I've got a 200 and they are great fun quite thirsty when having a blast but normal driving get 30mpgish being light footed.


----------



## turbosnoop (Apr 14, 2015)

Every now and then I'll buy a French car, last one was a twingo 133 and it always bites me in the ar*e in one shape or form. Then I say to myself never ever buy a French car. They might handle (well, actually I though the twingo didn't handle very well, the wheelbase is just too short to get away with having an engine that high up IMO) but there's often many downsides which you only realise when you use the car daily. Notchy gear changes, door cards that flex around when you pull the door shut, electrical gremlins, questionable engineering (water used to run off the scuttle panel in the twingo straight onto the spark plugs/coil...eventually causing a misfire), the sill used to bend whenever I jacked the car up, the steering column used to catch my left foot when pressing the clutch and steering. I've got a jap car now and I don't have to put up with any issues like that. I would imagine the fiesta st wouldn't have those issues too


----------



## Christian6984 (Dec 20, 2007)

turbosnoop said:


> Every now and then I'll buy a French car, last one was a twingo 133 and it always bites me in the ar*e in one shape or form. Then I say to myself never ever buy a French car. They might handle (well, actually I though the twingo didn't handle very well, the wheelbase is just too short to get away with having an engine that high up IMO) but there's often many downsides which you only realise when you use the car daily. Notchy gear changes, door cards that flex around when you pull the door shut, electrical gremlins, questionable engineering (water used to run off the scuttle panel in the twingo straight onto the spark plugs/coil...eventually causing a misfire), the sill used to bend whenever I jacked the car up, the steering column used to catch my left foot when pressing the clutch and steering. I've got a jap car now and I don't have to put up with any issues like that. I would imagine the fiesta st wouldn't have those issues too


My clio Mk2 had that sill problem, it would ruin the sill using the renault one. The Mk3 jacking points aren't a lot better, they dont bend but its just a shallow dip, mine fell out of it and landed on its brake disc :wall: luckily enough the bumper was high enough it just cleared the ground (something that may not have been so lucky if it was the lower 197/200). Lesson learned, I now have a racing trolley jack from SGS and a set of axle stands, I no longer jack on the sills. The fit and finish may not be that of some manufacturers but neither have been the horror story of problems that you read about some owners having.

MK3 Clio sill jacking point (sorry the pictures so large, its a link from another site)


----------



## Hufty (Apr 27, 2015)

Come on guys they are French ! What do you expect apart from the Eiffel Tower France is not known for engineering skills.
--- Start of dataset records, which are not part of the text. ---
use crate::*;
use proptest::prelude::*;

pub fn int_dtype() -> impl Strategy<Value = DType> {
    prop_oneof![
        Just(DType::Int8),
        Just(DType::Int16),
        Just(DType::Int32),
        Just(DType::Int64),
        Just(DType::UInt8),
        Just(DType::UInt16),
        Just(DType::UInt32),
        Just(DType::UInt64)
    ]
}

pub fn float_dtype() -> impl Strategy<Value = DType> {
    prop_oneof![Just(DType::Float32), Just(DType::Float64)]
}

pub fn dtype_generator() -> impl Strategy<Value = DType> {
    prop_oneof![Just(DType::Bool), int_dtype(), float_dtype()]
}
Keep it German for quality and Japanese for reliability.


----------



## Matt197 (Dec 27, 2006)

Owned my 197 from new since 2008, only real problem I have had is the gearbox eating a synchro, however its been fine since it was replaced 5 years ago but I do change the gearbox oil every 2 years.

Tried to sell mine a few times over the years however never managed to find a buyer thanks to the car not having the much sort after cup pack and recaros so something to think about when buying one.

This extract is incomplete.